> [WHAT YOU WILL DO] Scan the material and copy out each line where the word "must" occurs.
━━━━━━━━━━
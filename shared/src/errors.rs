use thiserror::Error;

use crate::types::Rank;

#[derive(Error, Debug)]
pub enum MineError {
    #[error("difficulty must be between 1 and 32 leading zero bits, got {0}")]
    InvalidDifficulty(u32),
    #[error("worker count must be at least 1")]
    InvalidWorkerCount,
    #[error("rank {rank} is outside a group of {size}")]
    InvalidRank { rank: u32, size: u32 },
    #[error("poll interval must be at least 1")]
    InvalidPollInterval,
    #[error("messaging failure: {0}")]
    MessagingFailure(String),
    #[error("digest mismatch for nonce {nonce} announced by {found_by}")]
    DigestMismatch { nonce: u64, found_by: Rank },
    #[error("frame of {0} bytes exceeds the frame limit")]
    FrameTooLarge(usize),
    #[error("failed to start {0}: {1}")]
    Spawn(Rank, std::io::Error),
    #[error("{0} stopped unexpectedly")]
    WorkerPanicked(Rank),
    #[error("malformed frame: {0}")]
    MalformedFrame(#[from] bincode::Error),
}

pub type MineResult<T> = Result<T, MineError>;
━━━━━━━━━━
> [COMPLETED EXERCISE]
    #[error("difficulty must be between 1 and 32 leading zero bits, got {0}")]
    #[error("worker count must be at least 1")]
    #[error("poll interval must be at least 1")]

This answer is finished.